Distante 25 km da sede do município de Castelo do Piauí, a região do povoado Buriti do Sobrado apresenta belezas naturais inexploradas, uma rica vegetação, formações rochosas de variadas formas e tamanhos, cachoeiras, o final do cânion do rio Poti (Pedalta), currais e um sobrado de pedra edificado com mão de obra escrava à época do Brasil Colônia e que serviu como núcleo de povoamento na expansão das fazendas de gado na província do Piauí, além dos muitos mitos, lendas, “causos” e histórias ainda desconhecidos.
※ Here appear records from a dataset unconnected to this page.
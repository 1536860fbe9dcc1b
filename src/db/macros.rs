//! Database dispatch macros for reducing code duplication.
//!
//! The backend modules in [`crate::db::backend`] expose the same function
//! names with database-specific connection types. These macros select the
//! module matching a checked-out connection so each operation is written once.

/// Dispatch on a `DbConnection`, binding the underlying connection and the
/// matching backend module.
///
/// # Example
///
/// ```ignore
/// let rows = impl_db_dispatch!(conn.connection_mut(), c, backend => {
///     backend::fetch_rows(c, sql, binds, options).await
/// });
/// ```
#[macro_export]
macro_rules! impl_db_dispatch {
    ($conn:expr, $c:ident, $backend:ident => $body:expr) => {
        match $conn {
            $crate::db::pool::DbConnection::MySql($c) => {
                use $crate::db::backend::mysql as $backend;
                $body
            }
            $crate::db::pool::DbConnection::Postgres($c) => {
                use $crate::db::backend::postgres as $backend;
                $body
            }
            $crate::db::pool::DbConnection::SQLite($c) => {
                use $crate::db::backend::sqlite as $backend;
                $body
            }
        }
    };
}

/// Dispatch on a `DbPool`, binding the pool in every arm.
#[macro_export]
macro_rules! impl_pool_dispatch {
    ($pool:expr, $p:ident => $body:expr) => {
        match $pool {
            $crate::db::pool::DbPool::MySql($p) => $body,
            $crate::db::pool::DbPool::Postgres($p) => $body,
            $crate::db::pool::DbPool::SQLite($p) => $body,
        }
    };
}

pub use impl_db_dispatch;
pub use impl_pool_dispatch;
//! Bind value models.
//!
//! Binds are positional: the n-th value fills the n-th placeholder of the
//! statement. Only values travel as parameters; identifiers and predicate
//! text are part of the statement itself.

use chrono::{DateTime, Utc};
use serde_json::Value as JsonValue;

/// Type of a value the database populates during execution.
#[derive(Debug, Clone, Copy, PartialEq, Eq, Hash)]
pub enum OutKind {
    Integer,
    Float,
    Text,
    Timestamp,
}

impl OutKind {
    /// Get the type name of this output slot for debugging.
    pub fn type_name(&self) -> &'static str {
        match self {
            Self::Integer => "integer",
            Self::Float => "float",
            Self::Text => "text",
            Self::Timestamp => "timestamp",
        }
    }
}

/// A parameter value for parameterized statements.
#[derive(Debug, Clone, PartialEq)]
pub enum BindValue {
    /// NULL value
    Null,
    Bool(bool),
    /// Integer value (stored as i64 for maximum range)
    Int(i64),
    Float(f64),
    Text(String),
    Timestamp(DateTime<Utc>),
    /// Structured value, bound as the backend's JSON type (text on SQLite)
    Json(JsonValue),
    /// Output slot populated by the database. Only valid for stored procedures.
    Out(OutKind),
}

impl BindValue {
    /// Create an output slot marker.
    pub fn out(kind: OutKind) -> Self {
        Self::Out(kind)
    }

    /// Check if this parameter is null.
    pub fn is_null(&self) -> bool {
        matches!(self, Self::Null)
    }

    /// Check if this is an output slot rather than an input value.
    pub fn is_out(&self) -> bool {
        matches!(self, Self::Out(_))
    }

    /// Get the type name of this parameter for debugging.
    pub fn type_name(&self) -> &'static str {
        match self {
            Self::Null => "null",
            Self::Bool(_) => "bool",
            Self::Int(_) => "int",
            Self::Float(_) => "float",
            Self::Text(_) => "text",
            Self::Timestamp(_) => "timestamp",
            Self::Json(_) => "json",
            Self::Out(_) => "out",
        }
    }
}

impl From<bool> for BindValue {
    fn from(v: bool) -> Self {
        Self::Bool(v)
    }
}

impl From<i32> for BindValue {
    fn from(v: i32) -> Self {
        Self::Int(v.into())
    }
}

impl From<i64> for BindValue {
    fn from(v: i64) -> Self {
        Self::Int(v)
    }
}

impl From<f64> for BindValue {
    fn from(v: f64) -> Self {
        Self::Float(v)
    }
}

impl From<&str> for BindValue {
    fn from(v: &str) -> Self {
        Self::Text(v.to_string())
    }
}

impl From<String> for BindValue {
    fn from(v: String) -> Self {
        Self::Text(v)
    }
}

impl From<DateTime<Utc>> for BindValue {
    fn from(v: DateTime<Utc>) -> Self {
        Self::Timestamp(v)
    }
}

impl<T: Into<BindValue>> From<Option<T>> for BindValue {
    fn from(v: Option<T>) -> Self {
        v.map(Into::into).unwrap_or(Self::Null)
    }
}

/// Scalars map onto their natural bind type; arrays and objects stay JSON.
impl From<JsonValue> for BindValue {
    fn from(v: JsonValue) -> Self {
        match v {
            JsonValue::Null => Self::Null,
            JsonValue::Bool(b) => Self::Bool(b),
            JsonValue::Number(n) => match n.as_i64() {
                Some(i) => Self::Int(i),
                None => n.as_f64().map(Self::Float).unwrap_or(Self::Null),
            },
            JsonValue::String(s) => Self::Text(s),
            other => Self::Json(other),
        }
    }
}

#[cfg(test)]
mod tests {
    use super::*;

    #[test]
    fn test_bind_value_types() {
        assert!(BindValue::Null.is_null());
        assert!(!BindValue::Bool(true).is_null());
        assert_eq!(BindValue::Int(42).type_name(), "int");
        assert_eq!(BindValue::from("hello").type_name(), "text");
        assert!(BindValue::out(OutKind::Integer).is_out());
        assert_eq!(OutKind::Timestamp.type_name(), "timestamp");
    }

    #[test]
    fn test_option_maps_none_to_null() {
        assert_eq!(BindValue::from(None::<i64>), BindValue::Null);
        assert_eq!(BindValue::from(Some(7i64)), BindValue::Int(7));
    }

    #[test]
    fn test_from_json_scalars() {
        assert_eq!(BindValue::from(serde_json::json!(3)), BindValue::Int(3));
        assert_eq!(BindValue::from(serde_json::json!(2.5)), BindValue::Float(2.5));
        assert_eq!(
            BindValue::from(serde_json::json!("x")),
            BindValue::Text("x".to_string())
        );
        assert_eq!(BindValue::from(serde_json::json!(null)), BindValue::Null);
        assert!(matches!(
            BindValue::from(serde_json::json!({"a": 1})),
            BindValue::Json(_)
        ));
    }
}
O lugar possui esse nome por causa das muitas palmeiras de Buriti e de uma edificação antiga que remonta à época colonial e que servia de sede da fazenda no período de expansão da pecuária extensiva no Nordeste brasileiro. Seria o lugar uma filial da Casa da Torre?
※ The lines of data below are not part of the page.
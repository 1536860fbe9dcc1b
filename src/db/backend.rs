//! Statement execution on a single checked-out connection.
//!
//! Each module below provides the same interface adapted to its database type.
//! The code structure is intentionally parallel to make differences obvious.
//! Functions return raw driver errors where the caller knows the statement
//! context; multi-statement helpers return [`DbError`] directly because only
//! they know which statement failed.
//!
//! When a statement has no binds it is sent as raw SQL, which keeps statements
//! that cannot be prepared (e.g. `CREATE PROCEDURE` on MySQL) working.

use crate::db::params::{bind_mysql_param, bind_postgres_param, bind_sqlite_param};
use crate::db::sql::ProcedureCall;
use crate::db::types::RowToJson;
use crate::error::{DbError, DbResult};
use crate::models::{BindValue, ProcedureResult, QueryOptions, Row, TransactionUnit};
use futures_util::{StreamExt, TryStreamExt};
use serde_json::Value as JsonValue;
use sqlx::{Connection, Executor, Row as SqlxRow};
use tracing::warn;

/// First non-null value of the first row.
fn first_value(rows: Vec<Row>) -> Option<JsonValue> {
    rows.into_iter()
        .next()
        .and_then(|row| row.into_iter().next())
        .map(|(_, value)| value)
        .filter(|value| !value.is_null())
}

fn log_rollback_failure(error: &sqlx::Error) {
    warn!(error = %error, "Rollback of uncommitted statement failed");
}

pub mod mysql {
    use super::*;
    use sqlx::mysql::{MySqlConnection, MySqlQueryResult, MySqlRow};

    pub async fn fetch_rows(
        conn: &mut MySqlConnection,
        sql: &str,
        binds: &[BindValue],
        options: &QueryOptions,
    ) -> Result<Vec<Row>, sqlx::Error> {
        let limit = options.row_limit();
        let rows: Vec<MySqlRow> = if binds.is_empty() {
            conn.fetch(sql).take(limit).try_collect().await?
        } else {
            let mut query = sqlx::query(sql);
            for bind in binds {
                query = bind_mysql_param(query, bind);
            }
            query.fetch(&mut *conn).take(limit).try_collect().await?
        };
        Ok(rows
            .iter()
            .map(|r| r.to_json_row(options.decode_binary))
            .collect())
    }

    async fn run(
        conn: &mut MySqlConnection,
        sql: &str,
        binds: &[BindValue],
    ) -> Result<MySqlQueryResult, sqlx::Error> {
        if binds.is_empty() {
            conn.execute(sql).await
        } else {
            let mut query = sqlx::query(sql);
            for bind in binds {
                query = bind_mysql_param(query, bind);
            }
            query.execute(&mut *conn).await
        }
    }

    pub async fn execute(
        conn: &mut MySqlConnection,
        sql: &str,
        binds: &[BindValue],
    ) -> Result<u64, sqlx::Error> {
        Ok(run(conn, sql, binds).await?.rows_affected())
    }

    /// Run the statement in a transaction that is always rolled back.
    pub async fn execute_uncommitted(
        conn: &mut MySqlConnection,
        sql: &str,
        binds: &[BindValue],
    ) -> Result<u64, sqlx::Error> {
        let mut tx = conn.begin().await?;
        match execute(&mut tx, sql, binds).await {
            Ok(rows_affected) => {
                tx.rollback().await?;
                Ok(rows_affected)
            }
            Err(e) => {
                if let Err(rollback) = tx.rollback().await {
                    log_rollback_failure(&rollback);
                }
                Err(e)
            }
        }
    }

    pub async fn fetch_count(
        conn: &mut MySqlConnection,
        sql: &str,
        binds: &[BindValue],
    ) -> Result<i64, sqlx::Error> {
        let row = if binds.is_empty() {
            conn.fetch_one(sql).await?
        } else {
            let mut query = sqlx::query(sql);
            for bind in binds {
                query = bind_mysql_param(query, bind);
            }
            query.fetch_one(&mut *conn).await?
        };
        row.try_get::<i64, _>(0)
    }

    /// Generated key of an insert, taken from the driver's last insert id.
    ///
    /// Tables without an AUTO_INCREMENT column report 0, which is treated as absent.
    pub async fn insert_key(
        conn: &mut MySqlConnection,
        sql: &str,
        binds: &[BindValue],
    ) -> Result<Option<JsonValue>, sqlx::Error> {
        let result = run(conn, sql, binds).await?;
        Ok(match result.last_insert_id() {
            0 => None,
            id => Some(JsonValue::from(id)),
        })
    }

    pub async fn run_transaction(
        conn: &mut MySqlConnection,
        units: &[TransactionUnit],
    ) -> DbResult<()> {
        let mut tx = conn
            .begin()
            .await
            .map_err(|e| DbError::execution("BEGIN", &[], e))?;

        for (index, unit) in units.iter().enumerate() {
            if let Err(cause) = execute(&mut tx, &unit.sql, &unit.binds).await {
                let rollback_error = tx.rollback().await.err();
                return Err(DbError::transaction_failed(
                    index,
                    DbError::execution(&unit.sql, &unit.binds, cause),
                    rollback_error,
                ));
            }
        }

        tx.commit().await.map_err(DbError::commit_failed)
    }

    /// Call a routine, then read its output variables back on the same connection.
    pub async fn call_procedure(
        conn: &mut MySqlConnection,
        call: &ProcedureCall,
        options: &QueryOptions,
    ) -> DbResult<ProcedureResult> {
        let rows = fetch_rows(conn, &call.sql, &call.binds, options)
            .await
            .map_err(|e| DbError::execution(&call.sql, &call.binds, e))?;

        let outputs = match &call.output_sql {
            Some(output_sql) => {
                let mut selected = fetch_rows(conn, output_sql, &[], &QueryOptions::default())
                    .await
                    .map_err(|e| DbError::execution(output_sql, &[], e))?;
                if selected.is_empty() {
                    Row::new()
                } else {
                    call.label_outputs(selected.swap_remove(0))
                }
            }
            None => Row::new(),
        };

        Ok(ProcedureResult { outputs, rows })
    }
}

pub mod postgres {
    use super::*;
    use sqlx::postgres::{PgConnection, PgQueryResult, PgRow};

    pub async fn fetch_rows(
        conn: &mut PgConnection,
        sql: &str,
        binds: &[BindValue],
        options: &QueryOptions,
    ) -> Result<Vec<Row>, sqlx::Error> {
        let limit = options.row_limit();
        let rows: Vec<PgRow> = if binds.is_empty() {
            conn.fetch(sql).take(limit).try_collect().await?
        } else {
            let mut query = sqlx::query(sql);
            for bind in binds {
                query = bind_postgres_param(query, bind);
            }
            query.fetch(&mut *conn).take(limit).try_collect().await?
        };
        Ok(rows
            .iter()
            .map(|r| r.to_json_row(options.decode_binary))
            .collect())
    }

    async fn run(
        conn: &mut PgConnection,
        sql: &str,
        binds: &[BindValue],
    ) -> Result<PgQueryResult, sqlx::Error> {
        if binds.is_empty() {
            conn.execute(sql).await
        } else {
            let mut query = sqlx::query(sql);
            for bind in binds {
                query = bind_postgres_param(query, bind);
            }
            query.execute(&mut *conn).await
        }
    }

    pub async fn execute(
        conn: &mut PgConnection,
        sql: &str,
        binds: &[BindValue],
    ) -> Result<u64, sqlx::Error> {
        Ok(run(conn, sql, binds).await?.rows_affected())
    }

    /// Run the statement in a transaction that is always rolled back.
    pub async fn execute_uncommitted(
        conn: &mut PgConnection,
        sql: &str,
        binds: &[BindValue],
    ) -> Result<u64, sqlx::Error> {
        let mut tx = conn.begin().await?;
        match execute(&mut tx, sql, binds).await {
            Ok(rows_affected) => {
                tx.rollback().await?;
                Ok(rows_affected)
            }
            Err(e) => {
                if let Err(rollback) = tx.rollback().await {
                    log_rollback_failure(&rollback);
                }
                Err(e)
            }
        }
    }

    pub async fn fetch_count(
        conn: &mut PgConnection,
        sql: &str,
        binds: &[BindValue],
    ) -> Result<i64, sqlx::Error> {
        let row = if binds.is_empty() {
            conn.fetch_one(sql).await?
        } else {
            let mut query = sqlx::query(sql);
            for bind in binds {
                query = bind_postgres_param(query, bind);
            }
            query.fetch_one(&mut *conn).await?
        };
        row.try_get::<i64, _>(0)
    }

    /// Generated key of an `INSERT ... RETURNING` statement.
    pub async fn insert_key(
        conn: &mut PgConnection,
        sql: &str,
        binds: &[BindValue],
    ) -> Result<Option<JsonValue>, sqlx::Error> {
        let rows = fetch_rows(conn, sql, binds, &QueryOptions::default()).await?;
        Ok(first_value(rows))
    }

    pub async fn run_transaction(
        conn: &mut PgConnection,
        units: &[TransactionUnit],
    ) -> DbResult<()> {
        let mut tx = conn
            .begin()
            .await
            .map_err(|e| DbError::execution("BEGIN", &[], e))?;

        for (index, unit) in units.iter().enumerate() {
            if let Err(cause) = execute(&mut tx, &unit.sql, &unit.binds).await {
                let rollback_error = tx.rollback().await.err();
                return Err(DbError::transaction_failed(
                    index,
                    DbError::execution(&unit.sql, &unit.binds, cause),
                    rollback_error,
                ));
            }
        }

        tx.commit().await.map_err(DbError::commit_failed)
    }

    /// Call a procedure. Output arguments come back as the single result row.
    pub async fn call_procedure(
        conn: &mut PgConnection,
        call: &ProcedureCall,
        options: &QueryOptions,
    ) -> DbResult<ProcedureResult> {
        let mut rows = fetch_rows(conn, &call.sql, &call.binds, options)
            .await
            .map_err(|e| DbError::execution(&call.sql, &call.binds, e))?;

        let outputs = if call.has_outputs() && !rows.is_empty() {
            call.label_outputs(rows.remove(0))
        } else {
            Row::new()
        };

        Ok(ProcedureResult { outputs, rows })
    }
}

pub mod sqlite {
    use super::*;
    use sqlx::sqlite::{SqliteConnection, SqliteQueryResult, SqliteRow};

    pub async fn fetch_rows(
        conn: &mut SqliteConnection,
        sql: &str,
        binds: &[BindValue],
        options: &QueryOptions,
    ) -> Result<Vec<Row>, sqlx::Error> {
        let limit = options.row_limit();
        let rows: Vec<SqliteRow> = if binds.is_empty() {
            conn.fetch(sql).take(limit).try_collect().await?
        } else {
            let mut query = sqlx::query(sql);
            for bind in binds {
                query = bind_sqlite_param(query, bind);
            }
            query.fetch(&mut *conn).take(limit).try_collect().await?
        };
        Ok(rows
            .iter()
            .map(|r| r.to_json_row(options.decode_binary))
            .collect())
    }

    async fn run(
        conn: &mut SqliteConnection,
        sql: &str,
        binds: &[BindValue],
    ) -> Result<SqliteQueryResult, sqlx::Error> {
        if binds.is_empty() {
            conn.execute(sql).await
        } else {
            let mut query = sqlx::query(sql);
            for bind in binds {
                query = bind_sqlite_param(query, bind);
            }
            query.execute(&mut *conn).await
        }
    }

    pub async fn execute(
        conn: &mut SqliteConnection,
        sql: &str,
        binds: &[BindValue],
    ) -> Result<u64, sqlx::Error> {
        Ok(run(conn, sql, binds).await?.rows_affected())
    }

    /// Run the statement in a transaction that is always rolled back.
    pub async fn execute_uncommitted(
        conn: &mut SqliteConnection,
        sql: &str,
        binds: &[BindValue],
    ) -> Result<u64, sqlx::Error> {
        let mut tx = conn.begin().await?;
        match execute(&mut tx, sql, binds).await {
            Ok(rows_affected) => {
                tx.rollback().await?;
                Ok(rows_affected)
            }
            Err(e) => {
                if let Err(rollback) = tx.rollback().await {
                    log_rollback_failure(&rollback);
                }
                Err(e)
            }
        }
    }

    pub async fn fetch_count(
        conn: &mut SqliteConnection,
        sql: &str,
        binds: &[BindValue],
    ) -> Result<i64, sqlx::Error> {
        let row = if binds.is_empty() {
            conn.fetch_one(sql).await?
        } else {
            let mut query = sqlx::query(sql);
            for bind in binds {
                query = bind_sqlite_param(query, bind);
            }
            query.fetch_one(&mut *conn).await?
        };
        row.try_get::<i64, _>(0)
    }

    /// Generated key of an `INSERT ... RETURNING` statement.
    pub async fn insert_key(
        conn: &mut SqliteConnection,
        sql: &str,
        binds: &[BindValue],
    ) -> Result<Option<JsonValue>, sqlx::Error> {
        let rows = fetch_rows(conn, sql, binds, &QueryOptions::default()).await?;
        Ok(first_value(rows))
    }

    pub async fn run_transaction(
        conn: &mut SqliteConnection,
        units: &[TransactionUnit],
    ) -> DbResult<()> {
        let mut tx = conn
            .begin()
            .await
            .map_err(|e| DbError::execution("BEGIN", &[], e))?;

        for (index, unit) in units.iter().enumerate() {
            if let Err(cause) = execute(&mut tx, &unit.sql, &unit.binds).await {
                let rollback_error = tx.rollback().await.err();
                return Err(DbError::transaction_failed(
                    index,
                    DbError::execution(&unit.sql, &unit.binds, cause),
                    rollback_error,
                ));
            }
        }

        tx.commit().await.map_err(DbError::commit_failed)
    }
}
Com uma arquitetura colonial marcante, o Sobrado Velho se destaca imponente em meio a uma vegetação fechada, com arcadas, torres imponentes, salas grandes e muitos quartos, paredes robustas erguidas com enormes blocos de rocha. O piso era em ladrilho com o mesmo estilo das construções portuguesas antigas e o telhado feito com telhas grandes.
Segundo Estevão Alves Mineiro, que é descendente de umas das famílias mais antigas do lugar, um dos donos do Sobrado Velho foi o coronel Irineu Gomes Côrrea, senhor de posse que tinha muito gado na região circunvizinha e era conhecido como coronel Zizuíno.
Existem ainda histórias e lendas que circundam o imaginário popular local, como a de que no sobrado havia rei e muitos súditos, um dos que a história oral não apagou foi o Rei Jhelis. Segundo o historiador Paulo Clímaco, nas tribos africanas era comum, líderes serem chamados de reis, e como o local tinha muitos escravos, possivelmente tinha um rei descendente de sua pátria mãe.
Acrescentou ainda o historiador que pelas características arquitetônicas o sobrado se assemelha muito com a casa da pólvora da então capital da província do Piauí, e que possivelmente Zizuíno seria de Oeiras, como apontam os relatos dos moradores mais antigos da região.
CORONEL ZIZUÍNO “O PERVERSO”
No Sobrado Velho, residência do coronel Zizuíno, uma negra de nome Virgínia trabalhava como mucama para a família. Quando o coronel a viu pela primeira vez encantou-se logo pela beleza da negra. A partir de então começou o calvário da pobre moça com as perseguições de temido coronel, que queria possuí-la de qualquer jeito.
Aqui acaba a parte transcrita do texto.